И это вам не восклицательные знаки русской гражданской поэзии «шестидесятников» XX века, вытягивающих свои тонкие птичьи горла: это крик бывшего Преображенского офицера, который мог барабаны перекричать.

Если идти далее, то даже имажинистская привычка Шершеневича, Мариенгофа и Есенина опускать предлоги – и та державинская.

Обэриуты выбрались из этой, Гавриила Романовича поразившей, тарелки с кашей, как русская проза из одной шинели:

Каша златая,
Что ты стоишь?
Пар испущая,
Вкус мой манишь?
Или ты любишь
Пузу мою?

Или из его же чудесной эпитафии «На памятник прекрасного пуделя»:

Под камнем сим Милорд, кудрявый пёс прекрасный,
Почиет погребён, счастливейший из псов:
Он ел, он пил, он спал, он вёл век свой сладострастный,
Деля жён множеству нежнейшую любовь…

И где-то здесь, в этом регистре, понемногу собирается с мыслями русская детская поэзия.
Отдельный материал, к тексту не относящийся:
//! Settings file management
//!
//! Settings come from an optional JSON file and are then overridden by
//! `DEPLOYER_*` variables from the [`Environment`] snapshot. They are built
//! once in `main` and passed down.

use std::collections::BTreeMap;
use std::path::PathBuf;
use std::time::Duration;

use serde::{Deserialize, Serialize};
use tracing::debug;

use crate::errors::DeployerError;
use crate::filesys::file::File;
use crate::logs::LogLevel;
use crate::nginx::conf::UpstreamMember;
use crate::storage::env::Environment;
use crate::storage::layout::Platform;

pub const ENV_LOG_LEVEL: &str = "DEPLOYER_LOG_LEVEL";
pub const ENV_FETCH_TIMEOUT_SECS: &str = "DEPLOYER_FETCH_TIMEOUT_SECS";
pub const ENV_OUTPUT_ROOT: &str = "DEPLOYER_OUTPUT_ROOT";
pub const ENV_REMOTE_CONFIG_ROOT: &str = "DEPLOYER_REMOTE_CONFIG_ROOT";

pub const ENV_REPO_PROVIDER: &str = "DEPLOYER_CONFIG_REPO_PROVIDER";
pub const ENV_REPO_OWNER: &str = "DEPLOYER_CONFIG_REPO_OWNER";
pub const ENV_REPO_NAME: &str = "DEPLOYER_CONFIG_REPO_NAME";
pub const ENV_REPO_BRANCH: &str = "DEPLOYER_CONFIG_REPO_BRANCH";
pub const ENV_REPO_DOMAIN: &str = "DEPLOYER_CONFIG_REPO_DOMAIN";
pub const ENV_REPO_TOKEN: &str = "DEPLOYER_CONFIG_REPO_TOKEN";

pub const ENV_NX_OS: &str = "DEPLOYER_NX_OS";
pub const ENV_NX_UPSTREAM_NAME: &str = "DEPLOYER_NX_UPSTREAM_NAME";
pub const ENV_NX_CONTROLLER_NB: &str = "DEPLOYER_NX_CONTROLLER_NB";
pub const ENV_NX_CONTROLLER_PORT: &str = "DEPLOYER_NX_CONTROLLER_PORT";
pub const ENV_NX_CONTROLLER_IP_ENV: &str = "DEPLOYER_NX_CONTROLLER_IP_ENV";
pub const ENV_NX_API_DOMAIN: &str = "DEPLOYER_NX_API_DOMAIN";
pub const ENV_NX_API_FILE: &str = "DEPLOYER_NX_API_FILE";
pub const ENV_NX_API_HTTPS: &str = "DEPLOYER_NX_API_HTTPS";
pub const ENV_NX_API_HTTP_REDIRECT: &str = "DEPLOYER_NX_API_HTTP_REDIRECT";
pub const ENV_NX_SITE_DOMAIN: &str = "DEPLOYER_NX_SITE_DOMAIN";
pub const ENV_NX_SITE_FILE: &str = "DEPLOYER_NX_SITE_FILE";
pub const ENV_NX_SITE_PATH: &str = "DEPLOYER_NX_SITE_PATH";
pub const ENV_NX_SITE_HTTPS: &str = "DEPLOYER_NX_SITE_HTTPS";
pub const ENV_NX_SITE_HTTP_REDIRECT: &str = "DEPLOYER_NX_SITE_HTTP_REDIRECT";
pub const ENV_NX_SSL_CUSTOM_PATH: &str = "DEPLOYER_NX_SSL_CUSTOM_PATH";

pub const ENV_SERVICE_START_CMD: &str = "DEPLOYER_SERVICE_START_CMD";
pub const ENV_SERVICE_WORKDIR: &str = "DEPLOYER_SERVICE_WORKDIR";
pub const ENV_NODE_START_CMD: &str = "DEPLOYER_NODE_START_CMD";
pub const ENV_NODE_WORKDIR: &str = "DEPLOYER_NODE_WORKDIR";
Отсюда же, через обэритутов, идёт путь к российскому концептуализму.

Державин – огромен.

У М.Н.Эпштейна есть важная мысль о том, что Державин и Лев Толстой – «корневые явления русской литературы, самые мощные и жизнеспособные выходы её из народной почвы».

Державинский стих – это животворный хаос, это сталкивающиеся стихии, это мир, ещё не получивший своих окончательных очертаний, населённый титанами и тиранами, пугающий, поражающий.
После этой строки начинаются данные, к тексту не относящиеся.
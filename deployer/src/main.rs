//! Deployer - Entry Point
//!
//! Optionally clones a configuration repository, then generates the
//! artifacts of one deployment type and exits.

use std::collections::HashMap;
use std::env;
use std::process::ExitCode;
use std::sync::Arc;

use anyhow::Context;
use colored::Colorize;
use tracing::info;

use deployer::app::options::RunOptions;
use deployer::app::run::Deployer;
use deployer::deploy::git::GitFetcher;
use deployer::deploy::handler::HandlerRegistry;
use deployer::filesys::file::File;
use deployer::filesys::sink::FsSink;
use deployer::logs::{init_logging, LogOptions};
use deployer::storage::env::Environment;
use deployer::storage::settings::Settings;
use deployer::utils::version_info;

#[tokio::main]
async fn main() -> ExitCode {
    // Parse command line arguments
    let args: Vec<String> = env::args().collect();
    let mut cli_args: HashMap<String, String> = HashMap::new();

    for arg in args.iter().skip(1) {
        if let Some((key, value)) = arg.split_once('=') {
            // Handle --key=value format
            let clean_key = key.trim_start_matches('-');
            cli_args.insert(clean_key.to_string(), value.to_string());
        } else if arg.starts_with("--") {
            // Handle standalone flags like --version
            let clean_key = arg.trim_start_matches('-');
            cli_args.insert(clean_key.to_string(), "true".to_string());
        }
    }

    // Print version and exit
    let version = version_info();
    if cli_args.contains_key("version") {
        match serde_json::to_string_pretty(&version) {
            Ok(json) => println!("{}", json),
            Err(_) => println!("{}", version.version),
        }
        return ExitCode::SUCCESS;
    }

    match deploy(&cli_args, &version.version).await {
        Ok(()) => {
            println!("{} deployment completed", "[SUCCESS]".green().bold());
            ExitCode::SUCCESS
        }
        Err(e) => {
            eprintln!("{} {:#}", "[ERROR]".red().bold(), e);
            ExitCode::FAILURE
        }
    }
}

async fn deploy(cli_args: &HashMap<String, String>, version: &str) -> anyhow::Result<()> {
    // The environment is read exactly once, here
    let env = Environment::from_process();

    let settings_file = cli_args.get("settings").map(File::new);
    let settings = Settings::load(settings_file.as_ref(), &env)
        .await
        .context("Unable to load settings")?;

    let log_options = LogOptions {
        log_level: settings.log_level.clone(),
        log_dir: settings.log_dir.clone(),
        json_format: settings.log_json,
        ..Default::default()
    };
    if let Err(e) = init_logging(log_options) {
        println!("Failed to initialize logging: {e}");
    }

    info!("Starting deployer v{}", version);

    let requested_type = cli_args.get("type").map(String::as_str).unwrap_or_default();
    let options = RunOptions::from_settings(&settings, &env)?;
    let registry = HandlerRegistry::from_settings(&settings);
    let fetcher = Arc::new(GitFetcher::new(settings.fetch_timeout()));

    let mut deployer = Deployer::new(options, registry, fetcher, Arc::new(FsSink::new()));
    let report = deployer.run(requested_type).await?;

    info!(
        "Finished {} deployment in {} ms (configuration repository fetched: {})",
        report.deployment_type,
        (report.finished_at - report.started_at).num_milliseconds(),
        report.fetched
    );
    info!("Exiting ...");
    Ok(())
}
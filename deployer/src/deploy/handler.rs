//! Deployment handlers and their registry

use std::collections::HashMap;
use std::sync::Arc;

use async_trait::async_trait;

use crate::app::options::{DeploymentOptions, DeploymentType};
use crate::deploy::proxy::ProxyHandler;
use crate::deploy::runtime::RuntimeHandler;
use crate::errors::DeployerError;
use crate::filesys::sink::ArtifactSink;
use crate::storage::settings::Settings;

/// Generates the artifacts of one deployment type
#[async_trait]
pub trait DeploymentHandler: Send + Sync {
    /// Type this handler is registered under
    fn deployment_type(&self) -> DeploymentType;

    /// Run to completion; the only output is success or failure
    async fn generate(
        &self,
        options: &DeploymentOptions,
        sink: &dyn ArtifactSink,
    ) -> Result<(), DeployerError>;
}

/// Handlers keyed by deployment type
#[derive(Default, Clone)]
pub struct HandlerRegistry {
    handlers: HashMap<DeploymentType, Arc<dyn DeploymentHandler>>,
}

impl HandlerRegistry {
    pub fn new() -> Self {
        Self::default()
    }

    /// Registry with every built-in handler, each given its own settings subtree
    pub fn from_settings(settings: &Settings) -> Self {
        let mut registry = Self::new();
        registry.register(Arc::new(ProxyHandler::new(settings.proxy.clone())));
        registry.register(Arc::new(RuntimeHandler::service(settings.service.clone())));
        registry.register(Arc::new(RuntimeHandler::node(settings.node.clone())));
        registry
    }

    /// Register a handler, replacing any previous one for the same type
    pub fn register(&mut self, handler: Arc<dyn DeploymentHandler>) {
        self.handlers.insert(handler.deployment_type(), handler);
    }

    /// Handler for `deployment_type`
    pub fn get(&self, deployment_type: DeploymentType) -> Result<Arc<dyn DeploymentHandler>, DeployerError> {
        self.handlers.get(&deployment_type).cloned().ok_or_else(|| {
            DeployerError::ConfigError(format!(
                "No handler registered for deployment type {}",
                deployment_type
            ))
        })
    }

    pub fn len(&self) -> usize {
        self.handlers.len()
    }

    pub fn is_empty(&self) -> bool {
        self.handlers.is_empty()
    }
}
//! Run options and orchestration

pub mod options;
pub mod run;
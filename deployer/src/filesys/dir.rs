//! Directory operations

use std::path::{Path, PathBuf};

use tokio::fs;

use crate::errors::DeployerError;
use crate::filesys::file::File;

/// A directory wrapper with path
#[derive(Debug, Clone)]
pub struct Dir {
    path: PathBuf,
}

impl Dir {
    /// Create a new directory reference
    pub fn new(path: impl Into<PathBuf>) -> Self {
        Self { path: path.into() }
    }

    /// Get the directory path
    pub fn path(&self) -> &Path {
        &self.path
    }

    /// Check if the directory exists
    pub async fn exists(&self) -> bool {
        fs::metadata(&self.path)
            .await
            .map(|m| m.is_dir())
            .unwrap_or(false)
    }

    /// Create the directory (and parents)
    pub async fn create(&self) -> Result<(), DeployerError> {
        fs::create_dir_all(&self.path).await?;
        Ok(())
    }

    /// Check whether the directory already holds a git checkout
    pub async fn is_git_checkout(&self) -> bool {
        self.subdir(".git").exists().await
    }

    /// Get a file within this directory
    pub fn file(&self, name: &str) -> File {
        File::new(self.path.join(name))
    }

    /// Get a subdirectory
    pub fn subdir(&self, name: &str) -> Dir {
        Dir::new(self.path.join(name))
    }
}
Всякий описывающий подобный мир в русской литературе, или пытающийся преодолеть его, подпадал под державинское влияние: вот, навскидку, Осип Мандельштам.

Глазами Сталина раздвинута гора
И вдаль прищурилась равнина.
Как море без морщин, как завтра из вчера —
До солнца борозды от плуга-исполина.
Он улыбается улыбкою жнеца
Рукопожатий в разговоре,
Который начался и длится без конца
На шестиклятвенном просторе.
И каждое гумно и каждая копна
Сильна, убориста, умна – добро живое —
Чудо народное! Да будет жизнь крупна.
Ворочается счастье стержневое…
(«Ода Сталину», 1937)

Сколько бы Эдуард Лимонов ни пытался провести меж собой и русской поэтической классикой разделительных линий, но, едва запел он погребальную песню памяти своего партийца, так сразу и зазвучал – сквозь времена и просторы – державинский голос:

Долматов! Боже мой, Долматов!
Конструктор боевых ракет,
Сказал он чужеземцам «нет»!
Погиб в руках у супостатов…
(«Долматов в старом Королёве…», 2016)

Но если б только в поэзии так забавно преломлялось его влияние.

Влияние Державина на Гоголя и Салтыкова-Щедрина – отдельные темы.

Зримо и незримо Державин оказывается востребован всякий раз, когда возникает вихревой хаос, – и тогда он обнаруживается в прозе так же полновластно, как и в поэзии: у таких, к примеру, разных сочинителей, как Андрей Платонов, Борис Пильняк, а то даже и Алексей Чапыгин. И, конечно же, в передовицах, очерках и романах Александра Проханова.

Убеждённость в неисчерпаемости бытия и нерасторжимый с этим чувством ужас назойливой смерти, клокотание и бурление жизни, слом языка, перенасыщенность метафорического ряда, ироническое отстранение при полном ангажированном личном растворении в теме, – это Державин.

Одно из наиважнейших достижений его в том, что он придал патриотизму звучание абсолютное.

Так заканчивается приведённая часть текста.